Posted on • Originally published at danielleheberling.xyz on

The Problem with "It Works on My Computer"

Disclaimer: This is an opinionated post based off of my own experience. Your experience and opinions may differ and that is okay. I welcome your respectful and engaged conversation. Most of my cloud experience is with Amazon Web Services, so this post will be AWS heavy. A lot of this applicable to other cloud providers though.

Scenario #1: Working on a serverless first team

We hire a new person that’s new to serverless. Regardless of how long they’ve been a professional software developer, the first question is often some variation of:

“How do I run this locally on my computer?”

There are many tools out there that can emulate AWS on your computer, but I’ve experienced some issues with this approach.

  • The tools are not always accurate or up to date with the latest features available in the cloud.
  • The environment on your computer vs in the cloud will be different. Some common examples include: environment variables, database connections, and permissions to access resources.
  • Maintaining the tooling required to emulate can sometimes be more work than deploying your changes and testing in the cloud. A lot of them require knowledge of Docker and Docker networking. My biased opinion: at that point why go serverless in the first place?
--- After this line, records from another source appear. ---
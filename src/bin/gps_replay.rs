//! Replays a recorded GPS file against a running server.
//!
//! ```bash
//! gps_replay --url ws://127.0.0.1:5000/ws --data bus_gps_data.json --interval-ms 200
//! ```

use std::{fs, time::Duration};

use anyhow::{Context, Result};
use clap::Parser;
use tracing_subscriber::EnvFilter;

use bus_eta::{replay, types::BusTrack};

#[derive(Parser, Debug)]
#[command(name = "gps_replay")]
#[command(about = "Stream a recorded GPS file into the live ingestion socket")]
struct Args {
    #[arg(long, default_value = "ws://127.0.0.1:5000/ws")]
    url: String,

    /// JSON array of {bus_id, data: [...]}
    #[arg(long, default_value = "bus_gps_data.json")]
    data: String,

    /// Pause between packets
    #[arg(long, default_value_t = 200)]
    interval_ms: u64,

    /// Only replay this bus
    bus_id: Option<String>,
}

#[tokio::main]
async fn main() -> Result<()> {
    tracing_subscriber::fmt()
        .with_env_filter(EnvFilter::try_from_default_env().unwrap_or_else(|_| "bus_eta=info".into()))
        .init();

    let args = Args::parse();
    let txt = fs::read_to_string(&args.data)
        .with_context(|| format!("failed to read gps data at {}", args.data))?;
    let tracks: Vec<BusTrack> =
        serde_json::from_str(&txt).with_context(|| format!("failed to parse {}", args.data))?;

    let summary = replay::replay_tracks(
        &args.url,
        &tracks,
        args.bus_id.as_deref(),
        Duration::from_millis(args.interval_ms),
    )
    .await?;
    println!(
        "sent {} packets: {} accepted, {} rejected",
        summary.sent, summary.accepted, summary.rejected
    );
    Ok(())
}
Scenario #2: Working on a non-serverless first team

Some companies use more traditional infrastructure such as EC2 instances and RDS. Running a local version of a Node.js server against a local Postgres database is great for fast, iterative development and works well most of the time.

Where this falls apart is when integrating another AWS service such as S3. I’ve seen software developers who do not have much cloud experience, but are great at writing code do the following:

  • Authenticate with AWS using administrative access credentials locally on their computer.
  • Run a server locally on their computer which uploads a file to an S3 bucket located in a non-prod AWS account.
  • It works!
  • They submit their code and it gets merged into the main branch.
  • The code gets deployed to a non-prod environment (staging or something similar).
  • They test uploading to the S3 bucket and it fails on the non-prod environment.
  • “I don’t know what’s going on because it worked locally for me!” 🤔

Man looking confused>

Photo by Sander Sammy on Unsplash

  • Someone more experienced with IAM recognizes that the permissions on the cloud and the local environment differ.
  • The more experienced person fixes the permissions issues in the cloud. 🚀

Unsolicited advice

  • Have a non-prod cloud environment where you can test code changes before deploying to prod. It’s good to catch problems before your end users do. ❤️
  • If you’re running servers locally as part of your development loop, authenticate locally using similar permissions that the production server uses. This will help catch permissions issues sooner. 🤓
  • If you’re working on a serverless first team, do not attempt to run your application locally. Instead, deploy your code to a sandbox account and test it there. One AWS account per developer. It’s also a great way to get more familiar with troubleshooting in the cloud. 🙌🏻

Reflections

I’ve seen these scenarios play out on many different teams at different companies. The reason is due to developers needing to change their mindset.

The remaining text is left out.